First, confirm legal use
Ask these questions early:
- Is the parcel inside city limits or in unincorporated Routt County?
- What is the exact short-term rental zoning or overlay status?
- Is a short-term rental license available or required?
- Are there any caps, restrictions, or exemptions that apply?
Next, review HOA and building rules
Even if the city allows short-term rentals, the HOA may impose stricter standards. Review minimum stay requirements, pet rules, parking limits, quiet hours, and any guest-use restrictions. Those rules can affect both guest demand and day-to-day management.
Then, evaluate guest convenience
Look closely at the factors that shape the guest experience:
- Walkability to the gondola or base area
- Access to the free bus system
- Number and usability of parking spaces
- Gear storage or lockers
- Ease of check-in and check-out
- Year-round appeal, not only ski-season appeal
Finally, separate lifestyle from income
If you plan to use the property yourself, estimate how that changes paid occupancy. A home that fits your lifestyle may still be the right purchase, but your financial expectations should reflect your actual rental availability. Clear assumptions lead to better decisions.
Why careful analysis matters
Steamboat remains a compelling resort market with year-round attractions, major base-area investment, and meaningful visitor activity.

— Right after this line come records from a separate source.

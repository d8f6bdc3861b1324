//! Length-prefixed JSON envelopes shared by the daemon and its clients.
//!
//! ```text
//! +----------------------+---------------------------+
//! | u32 length (big end) | UTF-8 JSON, `length` bytes |
//! +----------------------+---------------------------+
//! ```
//!
//! Frames larger than [`MAX_FRAME_BYTES`] are refused in both directions
//! before any payload byte is read or written; a bad length almost always
//! means the two ends have lost sync.

use std::io::{self, Read, Write};

use serde::de::DeserializeOwned;
use serde::{Deserialize, Serialize};
use serde_json::{Map, Value};
use thiserror::Error;
use tokio::io::{AsyncRead, AsyncReadExt, AsyncWrite, AsyncWriteExt};

/// Upper bound on one encoded message (1 MiB).
pub const MAX_FRAME_BYTES: usize = 1024 * 1024;

const HEADER_BYTES: usize = 4;

// ---------------------------------------------------------------------------
// Envelopes
// ---------------------------------------------------------------------------

/// Client → daemon.
#[derive(Debug, Clone, PartialEq, Serialize, Deserialize)]
pub struct Request {
    pub command: String,
    #[serde(default)]
    pub params: Map<String, Value>,
}

impl Request {
    pub fn new(command: impl Into<String>) -> Self {
        Self {
            command: command.into(),
            params: Map::new(),
        }
    }

    pub fn with_param(mut self, key: impl Into<String>, value: impl Into<Value>) -> Self {
        self.params.insert(key.into(), value.into());
        self
    }
}

/// Daemon → client. Command-specific fields are flattened beside
/// `success` / `error` / `message`.
#[derive(Debug, Clone, PartialEq, Serialize, Deserialize)]
pub struct Response {
    pub success: bool,
    #[serde(default, skip_serializing_if = "Option::is_none")]
    pub error: Option<String>,
    #[serde(default, skip_serializing_if = "Option::is_none")]
    pub message: Option<String>,
    #[serde(flatten)]
    pub fields: Map<String, Value>,
}

impl Response {
    pub fn ok(message: impl Into<String>) -> Self {
        Self {
            success: true,
            error: None,
            message: Some(message.into()),
            fields: Map::new(),
        }
    }

    pub fn failure(error: impl Into<String>) -> Self {
        Self {
            success: false,
            error: Some(error.into()),
            message: None,
            fields: Map::new(),
        }
    }

    /// A verified hardware result: `success` reflects the readback check and
    /// `message` is chosen accordingly.
    pub fn verified(success: bool, ok_message: &str, failed_message: &str) -> Self {
        Self {
            success,
            error: None,
            message: Some(if success { ok_message } else { failed_message }.to_string()),
            fields: Map::new(),
        }
    }

    pub fn with_field(mut self, key: impl Into<String>, value: impl Into<Value>) -> Self {
        self.fields.insert(key.into(), value.into());
        self
    }

    pub fn field(&self, key: &str) -> Option<&Value> {
        self.fields.get(key)
    }

    /// Human-readable summary: the message on success, the error otherwise.
    pub fn summary(&self) -> &str {
        if self.success {
            self.message.as_deref().unwrap_or("Command completed")
        } else {
            self.error
                .as_deref()
                .or(self.message.as_deref())
                .unwrap_or("Unknown error")
        }
    }
}

// ---------------------------------------------------------------------------
// Errors
// ---------------------------------------------------------------------------

#[derive(Debug, Error)]
pub enum ProtocolError {
    #[error("message too large: {len} bytes exceeds the {max}-byte limit")]
    FrameTooLarge { len: usize, max: usize },

    #[error("connection closed mid-frame")]
    UnexpectedEof,

    #[error("message is not valid UTF-8: {0}")]
    InvalidUtf8(#[from] std::str::Utf8Error),

    #[error("failed to decode message: {0}")]
    Decode(#[source] serde_json::Error),

    #[error("failed to encode message: {0}")]
    Encode(#[source] serde_json::Error),

    #[error("socket I/O error: {0}")]
    Io(#[from] io::Error),
}

impl ProtocolError {
    /// Whether the connection can no longer be trusted to be frame-aligned.
    pub fn is_desync(&self) -> bool {
        matches!(
            self,
            ProtocolError::FrameTooLarge { .. } | ProtocolError::UnexpectedEof
        )
    }
}

// ---------------------------------------------------------------------------
// Encoding
// ---------------------------------------------------------------------------

/// Serialize `message` into one complete frame (header + payload).
pub fn encode_frame<T: Serialize>(message: &T) -> Result<Vec<u8>, ProtocolError> {
    let payload = serde_json::to_vec(message).map_err(ProtocolError::Encode)?;
    if payload.len() > MAX_FRAME_BYTES {
        return Err(ProtocolError::FrameTooLarge {
            len: payload.len(),
            max: MAX_FRAME_BYTES,
        });
    }
    let mut frame = Vec::with_capacity(HEADER_BYTES + payload.len());
    // Bounded by MAX_FRAME_BYTES above, so the cast cannot truncate.
    frame.extend_from_slice(&(payload.len() as u32).to_be_bytes());
    frame.extend_from_slice(&payload);
    Ok(frame)
}

fn check_len(header: [u8; HEADER_BYTES]) -> Result<usize, ProtocolError> {
    let len = u32::from_be_bytes(header) as usize;
    if len > MAX_FRAME_BYTES {
        return Err(ProtocolError::FrameTooLarge {
            len,
            max: MAX_FRAME_BYTES,
        });
    }
    Ok(len)
}

fn decode_payload<T: DeserializeOwned>(payload: &[u8]) -> Result<T, ProtocolError> {
    let text = std::str::from_utf8(payload)?;
    serde_json::from_str(text).map_err(ProtocolError::Decode)
}

// ---------------------------------------------------------------------------
// Blocking I/O (client side)
// ---------------------------------------------------------------------------

pub fn write_frame<W: Write, T: Serialize>(writer: &mut W, message: &T) -> Result<(), ProtocolError> {
    let frame = encode_frame(message)?;
    writer.write_all(&frame)?;
    writer.flush()?;
    Ok(())
}

/// Read one frame. `Ok(None)` means the peer closed cleanly between frames.
pub fn read_frame<R: Read, T: DeserializeOwned>(reader: &mut R) -> Result<Option<T>, ProtocolError> {
    let mut header = [0u8; HEADER_BYTES];
    let mut filled = 0;
    while filled < HEADER_BYTES {
        match reader.read(&mut header[filled..]) {
            Ok(0) if filled == 0 => return Ok(None),
            Ok(0) => return Err(ProtocolError::UnexpectedEof),
            Ok(n) => filled += n,
            Err(err) if err.kind() == io::ErrorKind::Interrupted => continue,
            Err(err) => return Err(err.into()),
        }
    }
    let len = check_len(header)?;
    let mut payload = vec![0u8; len];
    reader.read_exact(&mut payload).map_err(|err| {
        if err.kind() == io::ErrorKind::UnexpectedEof {
            ProtocolError::UnexpectedEof
        } else {
            ProtocolError::Io(err)
        }
    })?;
    decode_payload(&payload).map(Some)
}

// ---------------------------------------------------------------------------
// Async I/O (daemon side)
// ---------------------------------------------------------------------------

pub async fn write_frame_async<W, T>(writer: &mut W, message: &T) -> Result<(), ProtocolError>
where
    W: AsyncWrite + Unpin,
    T: Serialize,
{
    let frame = encode_frame(message)?;
    writer.write_all(&frame).await?;
    writer.flush().await?;
    Ok(())
}

/// Async counterpart of [`read_frame`].
pub async fn read_frame_async<R, T>(reader: &mut R) -> Result<Option<T>, ProtocolError>
where
    R: AsyncRead + Unpin,
    T: DeserializeOwned,
{
    let mut header = [0u8; HEADER_BYTES];
    let mut filled = 0;
    while filled < HEADER_BYTES {
        match reader.read(&mut header[filled..]).await? {
            0 if filled == 0 => return Ok(None),
            0 => return Err(ProtocolError::UnexpectedEof),
            n => filled += n,
        }
    }
    let len = check_len(header)?;
    let mut payload = vec![0u8; len];
    reader.read_exact(&mut payload).await.map_err(|err| {
        if err.kind() == io::ErrorKind::UnexpectedEof {
            ProtocolError::UnexpectedEof
        } else {
            ProtocolError::Io(err)
        }
    })?;
    decode_payload(&payload).map(Some)
}

#[cfg(test)]
mod tests {
    use super::*;
    use serde_json::json;
    use std::io::Cursor;

    #[test]
    fn set_brightness_request_survives_framing() {
        let request = Request::new("set-brightness").with_param("level", 5);
        let frame = encode_frame(&request).expect("encode");

        assert_eq!(&frame[..4], &((frame.len() - 4) as u32).to_be_bytes());

        let decoded: Request = read_frame(&mut Cursor::new(frame))
            .expect("decode")
            .expect("one frame");
        assert_eq!(decoded.command, "set-brightness");
        assert_eq!(decoded.params.get("level"), Some(&json!(5)));
        assert_eq!(decoded, request);
    }

    #[test]
    fn missing_params_default_to_empty() {
        let payload = br#"{"command":"keepalive"}"#;
        let mut frame = (payload.len() as u32).to_be_bytes().to_vec();
        frame.extend_from_slice(payload);

        let decoded: Request = read_frame(&mut Cursor::new(frame)).unwrap().unwrap();
        assert!(decoded.params.is_empty());
    }

    #[test]
    fn response_fields_flatten_beside_success() {
        let response = Response::verified(true, "Frontlight enabled", "unused")
            .with_field("readback", "0x06");
        let value = serde_json::to_value(&response).expect("to value");
        assert_eq!(
            value,
            json!({"success": true, "message": "Frontlight enabled", "readback": "0x06"})
        );

        let back: Response = serde_json::from_value(value).expect("from value");
        assert_eq!(back.field("readback"), Some(&json!("0x06")));
    }

    #[test]
    fn oversized_outgoing_message_is_rejected_before_writing() {
        let huge = Request::new("keepalive").with_param("pad", "x".repeat(MAX_FRAME_BYTES));
        let mut sink = Vec::new();
        let err = write_frame(&mut sink, &huge).unwrap_err();
        assert!(matches!(err, ProtocolError::FrameTooLarge { .. }), "got: {err}");
        assert!(err.to_string().contains("too large"));
        assert!(sink.is_empty(), "nothing may reach the socket");
    }

    #[test]
    fn oversized_incoming_header_is_rejected_before_reading_payload() {
        let mut frame = ((MAX_FRAME_BYTES + 1) as u32).to_be_bytes().to_vec();
        frame.extend_from_slice(b"{\"command\":\"keepalive\"}");
        let mut cursor = Cursor::new(frame);

        let err = read_frame::<_, Request>(&mut cursor).unwrap_err();
        assert!(matches!(err, ProtocolError::FrameTooLarge { .. }), "got: {err}");
        assert!(err.is_desync());
        assert_eq!(cursor.position(), 4, "payload must not be consumed");
    }

    #[test]
    fn clean_eof_between_frames_is_none() {
        let decoded = read_frame::<_, Request>(&mut Cursor::new(Vec::new())).expect("eof");
        assert!(decoded.is_none());
    }

    #[test]
    fn truncated_frames_are_unexpected_eof() {
        let err = read_frame::<_, Request>(&mut Cursor::new(vec![0, 0])).unwrap_err();
        assert!(matches!(err, ProtocolError::UnexpectedEof));

        let mut frame = 10u32.to_be_bytes().to_vec();
        frame.extend_from_slice(b"{}");
        let err = read_frame::<_, Request>(&mut Cursor::new(frame)).unwrap_err();
        assert!(matches!(err, ProtocolError::UnexpectedEof));
    }

    #[test]
    fn garbage_payload_is_a_decode_error_not_too_large() {
        let payload = b"not json";
        let mut frame = (payload.len() as u32).to_be_bytes().to_vec();
        frame.extend_from_slice(payload);
        let err = read_frame::<_, Request>(&mut Cursor::new(frame)).unwrap_err();
        assert!(matches!(err, ProtocolError::Decode(_)), "got: {err}");
        assert!(!err.is_desync());
    }

    #[tokio::test]
    async fn async_framing_matches_blocking_framing() {
        let request = Request::new("enable-frontlight").with_param("level", 2);
        let mut buf = Vec::new();
        write_frame_async(&mut buf, &request).await.expect("write");
        assert_eq!(buf, encode_frame(&request).unwrap());

        let mut reader = buf.as_slice();
        let decoded: Request = read_frame_async(&mut reader).await.unwrap().unwrap();
        assert_eq!(decoded, request);
        let eof: Option<Request> = read_frame_async(&mut reader).await.unwrap();
        assert!(eof.is_none());
    }

    #[tokio::test]
    async fn async_reader_reassembles_split_header() {
        let frame = encode_frame(&Request::new("keepalive")).unwrap();
        let mut mock = tokio_test::io::Builder::new()
            .read(&frame[..1])
            .read(&frame[1..3])
            .read(&frame[3..9])
            .read(&frame[9..])
            .build();

        let decoded: Request = read_frame_async(&mut mock).await.unwrap().unwrap();
        assert_eq!(decoded.command, "keepalive");
    }

    #[tokio::test]
    async fn async_reader_reports_mid_header_eof() {
        let mut mock = tokio_test::io::Builder::new().read(&[0, 0, 1]).build();
        let err = read_frame_async::<_, Request>(&mut mock).await.unwrap_err();
        assert!(matches!(err, ProtocolError::UnexpectedEof));
    }
}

The Chamber’s report estimates $678.1 million in direct travel spending, 5,100 direct jobs, and $54.3 million in direct tax receipts tied to visitor impact, based on the tourism dashboard materials. That scale helps explain why near-base ownership continues to attract buyers.
Still, rental potential is never just about location on a map. In Steamboat, the best analysis also considers seasonality, paid occupancy, transportation, parking, taxes, jurisdiction, and HOA rules. If you want help evaluating a specific condo or townhome near the mountain, Mitch Shannon offers a thoughtful, data-driven approach to buying in Steamboat Springs.
FAQs
What affects rental potential near the Steamboat ski base?
- Key factors include seasonality, paid occupancy versus total occupancy, city or county jurisdiction, short-term rental eligibility, HOA rules, parking, transit access, and proximity to year-round base amenities.
Are all properties near the Steamboat ski base allowed to operate as short-term rentals?
- No. Inside the City of Steamboat Springs, short-term rentals depend on licensing and overlay zone rules. Outside city limits, Routt County rules may prohibit nightly rentals in certain unincorporated residential areas.
Why is paid occupancy more useful than total occupancy for Steamboat rentals?
- Paid occupancy focuses on nights that generate revenue, while total occupancy can include owner or unpaid stays that do not produce rental income.
How important is transit access for Steamboat base-area rentals?
- Transit access can be very important because Steamboat Springs Transit connects the ski area, downtown, and many lodging areas, which can help properties compete even if they are not directly at the lifts.
What taxes should buyers consider for Steamboat short-term rentals?
- Buyers should account for the city’s combined 18.4% short-term rental tax rate, possible Local Marketing District accommodations tax in some areas, and the need for a city sales tax license for rentals under 30 days.